Immunological Approach to Study the Structure of Oxidized Low Density Lipoproteins

Abstract

Human low density lipoproteins (LDL), the major carriers of cholesterol in the bloodstream, plays the major role in supplying cells of tissues and organs with cholesterol. It is derived from the metabolism of the triglyceride-rich very low density lipoproteins (VLDL). Pathologic and epidemiologic studies have implicated that higher concentration of LDL in circulation is correlated with the development of atherosclerosis. Apolipoprotein (apo) B-100 serves as the ligand for the LDL receptor on cell surfaces. Thus, apoB-100 occupies a crucial position in the metabolic pathway of cholesterol and LDL. The complete primary structure of apoB-100 has been determined from its cDNA sequence (Chen et al., 1986; Knott,et al, 1986) and from its proteolytic peptide sequence information (Yang, et. al, 1986).

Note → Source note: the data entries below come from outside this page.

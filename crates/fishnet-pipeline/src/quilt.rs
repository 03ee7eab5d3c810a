//! Tiled automatic segmentation and particle counting.
//!
//! The candidate generator is only reliable on small inputs, so a crop
//! is cut into square tiles of [`QuiltConfig::block_size`], each tile is
//! segmented on its own, and the per-tile instance masks are written
//! back into a mosaic the size of the crop.
//!
//! Instance ids restart at 1 in every tile. Only the total count and
//! the mosaic layout carry meaning across tiles.

use image::GrayImage;
use image::imageops;

use crate::config::QuiltConfig;
use crate::labels::compose_from_binary;
use crate::segmentation::{Candidate, Segmenter};
use crate::types::{BoundingBox, Dimensions, LabelMask, PipelineError};

/// One tile of the grid.
#[derive(Debug, Clone, Copy, PartialEq, Eq)]
pub struct Tile {
    /// Row in the grid, from the top.
    pub row: u32,
    /// Column in the grid, from the left.
    pub column: u32,
    /// Pixel extent inside the crop.
    pub bounds: BoundingBox,
}

/// Segmentation of one tile.
#[derive(Debug, Clone, PartialEq, Eq)]
pub struct TileResult {
    /// Where the tile sits.
    pub tile: Tile,
    /// Surviving candidates.
    pub count: usize,
    /// Tile-local instance ids `1..=count`.
    pub instances: LabelMask,
}

/// Result of quilting one crop.
#[derive(Debug, Clone, PartialEq, Eq)]
pub struct Quilt {
    /// Per-tile results in raster order.
    pub tiles: Vec<TileResult>,
    /// Tile instance masks reassembled at crop resolution.
    pub mosaic: LabelMask,
}

impl Quilt {
    /// Sum of per-tile counts.
    #[must_use]
    pub fn total(&self) -> usize {
        self.tiles.iter().map(|t| t.count).sum()
    }
}

/// Partition `dims` into `block_size` squares, rows first.
///
/// # Errors
///
/// Returns [`PipelineError::TileMismatch`] unless `block_size` is
/// positive and divides both sides.
pub fn tile_grid(dims: Dimensions, block_size: u32) -> Result<Vec<Tile>, PipelineError> {
    if block_size == 0
        || dims.is_empty()
        || dims.width % block_size != 0
        || dims.height % block_size != 0
    {
        return Err(PipelineError::TileMismatch {
            width: dims.width,
            height: dims.height,
            block_size,
        });
    }
    let rows = dims.height / block_size;
    let columns = dims.width / block_size;
    Ok((0..rows)
        .flat_map(|row| {
            (0..columns).map(move |column| Tile {
                row,
                column,
                bounds: BoundingBox::new(
                    column * block_size,
                    row * block_size,
                    (column + 1) * block_size,
                    (row + 1) * block_size,
                ),
            })
        })
        .collect())
}

/// Drop candidates covering more than `max_fraction` of the tile.
///
/// The area is measured from the mask. A candidate exactly at the limit
/// is kept.
#[must_use]
#[allow(clippy::cast_precision_loss)]
pub fn filter_candidates(candidates: Vec<Candidate>, tile_area: u64, max_fraction: f64) -> Vec<Candidate> {
    let limit = max_fraction * tile_area as f64;
    candidates
        .into_iter()
        .filter(|c| c.pixel_area() as f64 <= limit)
        .collect()
}

/// Segment one tile image.
///
/// # Errors
///
/// Propagates backend failures and rejects candidate masks that do not
/// match the tile size.
pub fn segment_tile(
    tile: Tile,
    image: &GrayImage,
    config: &QuiltConfig,
    segmenter: &mut dyn Segmenter,
) -> Result<TileResult, PipelineError> {
    let dims = Dimensions::of(image);
    let candidates = segmenter.generate_candidates(image)?;
    let proposed = candidates.len();
    let kept = filter_candidates(candidates, dims.pixel_count(), config.max_area_fraction);
    let masks: Vec<GrayImage> = kept.into_iter().map(|c| c.mask).collect();
    let instances = compose_from_binary(&masks, dims)?;
    tracing::debug!(
        row = tile.row,
        column = tile.column,
        proposed,
        kept = masks.len(),
        "segmented tile"
    );
    Ok(TileResult {
        tile,
        count: masks.len(),
        instances,
    })
}

/// Copy every tile's instances into a mosaic of size `dims`.
#[must_use]
pub fn reassemble(dims: Dimensions, tiles: &[TileResult]) -> LabelMask {
    let mut mosaic = LabelMask::new(dims.width, dims.height);
    for result in tiles {
        let bounds = result.tile.bounds.clamp_to(dims);
        for y in 0..bounds.height().min(result.instances.height()) {
            for x in 0..bounds.width().min(result.instances.width()) {
                mosaic.set(bounds.x_min + x, bounds.y_min + y, result.instances.get(x, y));
            }
        }
    }
    mosaic
}

/// Tile `image`, segment each tile, and reassemble.
///
/// # Errors
///
/// Returns [`PipelineError::TileMismatch`] when the block size does not
/// divide the image, and propagates backend failures.
pub fn quilt(
    image: &GrayImage,
    config: &QuiltConfig,
    segmenter: &mut dyn Segmenter,
) -> Result<Quilt, PipelineError> {
    let dims = Dimensions::of(image);
    let grid = tile_grid(dims, config.block_size)?;

    let mut tiles = Vec::with_capacity(grid.len());
    for tile in grid {
        let b = tile.bounds;
        let view = imageops::crop_imm(image, b.x_min, b.y_min, b.width(), b.height()).to_image();
        tiles.push(segment_tile(tile, &view, config, segmenter)?);
    }

    let mosaic = reassemble(dims, &tiles);
    Ok(Quilt { tiles, mosaic })
}
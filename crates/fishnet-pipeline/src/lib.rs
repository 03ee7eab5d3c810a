//! fishnet-pipeline: cell segmentation and per-cell quantification (sans-IO).
//!
//! Turns a z-by-channel fluorescence stack into per-cell measurements:
//! box-guided segmentation -> nucleus/cytoplasm stitching -> mean
//! intensity -> tiled particle counting.
//!
//! This crate has **no I/O dependencies**. The segmentation model, the
//! operator, and artifact persistence are traits
//! ([`Segmenter`], [`Operator`], [`ArtifactStore`]) supplied by the
//! caller through a [`PipelineContext`]. Rendering and CSV output live
//! in `fishnet-export`.

pub mod config;
pub mod context;
pub mod diagnostics;
pub mod engine;
pub mod labels;
pub mod node;
pub mod nodes;
pub mod quantify;
pub mod quilt;
pub mod registry;
pub mod resolver;
pub mod review;
pub mod segmentation;
pub mod stack;
pub mod stitch;
pub mod types;

#[cfg(test)]
mod test_support;

pub use config::{PipelineConfig, QuiltConfig};
pub use context::PipelineContext;
pub use diagnostics::{Clock, RunDiagnostics, RunFailure, StdClock};
pub use engine::{Pipeline, StatusCode};
pub use node::{NodeOutcome, Processed, Stage};
pub use nodes::{CELL_MASK_PACK, DOT_COUNT_PACK, MEAN_INTENSITY_PACK, Node};
pub use registry::{Artifact, ArtifactStore, MemoryStore, OutputRegistry};
pub use review::{Operator, ReviewCommand, Verdict};
pub use segmentation::{Candidate, Segmenter};
pub use stack::{ImageStack, Plane};
pub use types::{BoundingBox, CellMaskPack, CellPart, Dimensions, LabelMask, PipelineError};

/// Run the standard pipeline: segment, measure, count.
///
/// # Errors
///
/// Returns a [`RunFailure`] carrying the diagnostics of every node that
/// ran. Its error is [`PipelineError::InvalidConfig`] for a bad
/// configuration, [`PipelineError::RequirementsUnmet`] if a node cannot
/// start, or any node, backend, or store error.
pub fn run(ctx: &mut PipelineContext<'_>) -> Result<RunDiagnostics, RunFailure> {
    let clock = StdClock;
    let started = clock.now();
    let failure = |error: PipelineError, nodes: Vec<diagnostics::NodeDiagnostics>| RunFailure {
        diagnostics: RunDiagnostics {
            nodes,
            total_duration: clock.elapsed(&started),
        },
        error,
    };

    if let Err(error) = ctx.config.validate() {
        return Err(failure(error, Vec::new()));
    }
    let mut pipeline = Pipeline::new(Node::standard(&ctx.config));
    pipeline
        .run(ctx)
        .map_err(|error| failure(error, pipeline.diagnostics().to_vec()))
}
//! Mean intensity per cell, part, and plane.

use tracing::{info, warn};

use super::{CELL_MASK_PACK, MEAN_INTENSITY_PACK};
use crate::context::PipelineContext;
use crate::labels::max_id;
use crate::node::{Processed, Stage};
use crate::quantify::{MeanIntensityRecord, MeanIntensityTable, region_means};
use crate::registry::Artifact;
use crate::review::{ContextSelection, SelectionPurpose};
use crate::types::{CellMaskPack, PipelineError};

/// Produces [`MEAN_INTENSITY_PACK`] from [`CELL_MASK_PACK`].
#[derive(Debug)]
pub struct MeanIntensity {
    requirements: Vec<String>,
    masks: Option<CellMaskPack>,
    selection: ContextSelection,
}

impl Default for MeanIntensity {
    fn default() -> Self {
        Self::new()
    }
}

impl MeanIntensity {
    /// A node requiring the cell masks.
    #[must_use]
    pub fn new() -> Self {
        Self {
            requirements: vec![CELL_MASK_PACK.to_string()],
            masks: None,
            selection: ContextSelection::default(),
        }
    }
}

impl Stage for MeanIntensity {
    fn title(&self) -> &str {
        "Mean intensity"
    }

    fn output_name(&self) -> &str {
        MEAN_INTENSITY_PACK
    }

    fn requirements(&self) -> &[String] {
        &self.requirements
    }

    fn initialize(&mut self, ctx: &mut PipelineContext<'_>) -> Result<(), PipelineError> {
        self.masks = Some(ctx.registry.cell_masks(CELL_MASK_PACK)?.clone());
        self.selection = ctx.operator.select_contexts(
            SelectionPurpose::Measurement,
            ctx.images.z_labels(),
            ctx.images.channel_labels(),
        );
        Ok(())
    }

    fn process(&mut self, ctx: &mut PipelineContext<'_>) -> Result<Processed, PipelineError> {
        let pack = self
            .masks
            .as_ref()
            .ok_or_else(|| PipelineError::NotInitialized(self.title().to_string()))?;
        let max_cell_id = max_id(&pack.cytoplasm);

        let mut table = MeanIntensityTable::default();
        for &z in &self.selection.z_levels {
            for &c in &self.selection.channels {
                let (Some(plane), Some(z_label), Some(channel)) = (
                    ctx.images.plane(z, c),
                    ctx.images.z_labels().get(z),
                    ctx.images.channel_labels().get(c),
                ) else {
                    warn!(z, c, "selected plane does not exist");
                    continue;
                };

                let cytoplasm = region_means(plane, &pack.cytoplasm, max_cell_id);
                let nucleus = region_means(plane, &pack.nucleus, max_cell_id);
                for id in 1..=max_cell_id {
                    match (cytoplasm.get(&id), nucleus.get(&id)) {
                        (Some(&cytoplasm_mean), Some(&nucleus_mean)) => {
                            table.records.push(MeanIntensityRecord {
                                cell_id: id,
                                cytoplasm_mean,
                                nucleus_mean,
                                z_level: z_label.clone(),
                                channel: channel.clone(),
                            });
                        }
                        _ => warn!(cell = id, z = %z_label, %channel, "empty region skipped"),
                    }
                }
            }
        }

        info!(rows = table.records.len(), "measured mean intensities");
        Ok(Processed::Complete(Artifact::MeanIntensity(table)))
    }
}
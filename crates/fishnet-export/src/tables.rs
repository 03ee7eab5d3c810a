//! CSV tables for the measurement artifacts.
//!
//! Headers are always written, even for an empty table, so downstream
//! tooling can rely on the column layout. Line endings are `\n`.

use fishnet_pipeline::quantify::{DotCountPack, MeanIntensityTable};
use serde::Serialize;

use crate::ExportError;

const MEAN_INTENSITY_HEADER: [&str; 5] = [
    "cell_id",
    "cyto_mean_intensity",
    "nuc_mean_intensity",
    "z_level",
    "channel",
];

const DOT_COUNT_HEADER: [&str; 3] = ["cell_id", "cyto_counts", "nuc_counts"];

#[derive(Serialize)]
struct MeanIntensityRow<'a> {
    cell_id: u32,
    cyto_mean_intensity: String,
    nuc_mean_intensity: String,
    z_level: &'a str,
    channel: &'a str,
}

#[derive(Serialize)]
struct DotCountRow {
    cell_id: u32,
    cyto_counts: usize,
    nuc_counts: usize,
}

fn writer() -> csv::Writer<Vec<u8>> {
    csv::WriterBuilder::new()
        .has_headers(false)
        .terminator(csv::Terminator::Any(b'\n'))
        .from_writer(Vec::new())
}

fn finish(writer: csv::Writer<Vec<u8>>) -> Result<String, ExportError> {
    let bytes = writer
        .into_inner()
        .map_err(|err| ExportError::Io(err.into_error()))?;
    Ok(String::from_utf8(bytes)?)
}

/// Serialize mean intensities, one row per record, floats to 3 decimals.
///
/// # Errors
///
/// Returns [`ExportError`] if CSV encoding fails.
pub fn mean_intensity_csv(table: &MeanIntensityTable) -> Result<String, ExportError> {
    let mut out = writer();
    out.write_record(MEAN_INTENSITY_HEADER)?;
    for record in &table.records {
        out.serialize(MeanIntensityRow {
            cell_id: record.cell_id,
            cyto_mean_intensity: format!("{:.3}", record.cytoplasm_mean),
            nuc_mean_intensity: format!("{:.3}", record.nucleus_mean),
            z_level: &record.z_level,
            channel: &record.channel,
        })?;
    }
    finish(out)
}

/// Serialize particle counts for every cell counted in both parts.
///
/// # Errors
///
/// Returns [`ExportError`] if CSV encoding fails.
pub fn dot_counts_csv(pack: &DotCountPack) -> Result<String, ExportError> {
    let mut out = writer();
    out.write_record(DOT_COUNT_HEADER)?;
    for record in pack.records() {
        out.serialize(DotCountRow {
            cell_id: record.cell_id,
            cyto_counts: record.cytoplasm,
            nuc_counts: record.nucleus,
        })?;
    }
    finish(out)
}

ApoB-100 consists of 4536 amino acid residues with a calculated molecular mass of 513 kDa. Based on the differential trypsin releasibility of apoB-100 in LDL, apoB can be divided into 5 domains. Domain 1 contains 14 of the 25 cysteine (Cys) residues in apoB. Sixteen of the 25 Cys residues (which are numbered from 1 to 25 from the amino end to the carboxy end in apoB-100) exist in disulfide form. All 14 Cys residues in domain 1 are linked in disulfide form, and all except Cys 1-Cys3 and Cys2-Cys4 are linked to neighboring Cys. Domain 4 contains 7 of the 16 N-glycosylated carbohydrates (Yang et al., 1989). Based on the published structural information (Yang et al., 1990), we proposed that the structure of apoB-100 in LDL is likely to be an elongated form that wraps around the LDL molecule as shown in Fig. 1 (Yang et al., 1992). The process of atherogenesis is believed to involve transformation of macrophages to lipid-laden foam cells.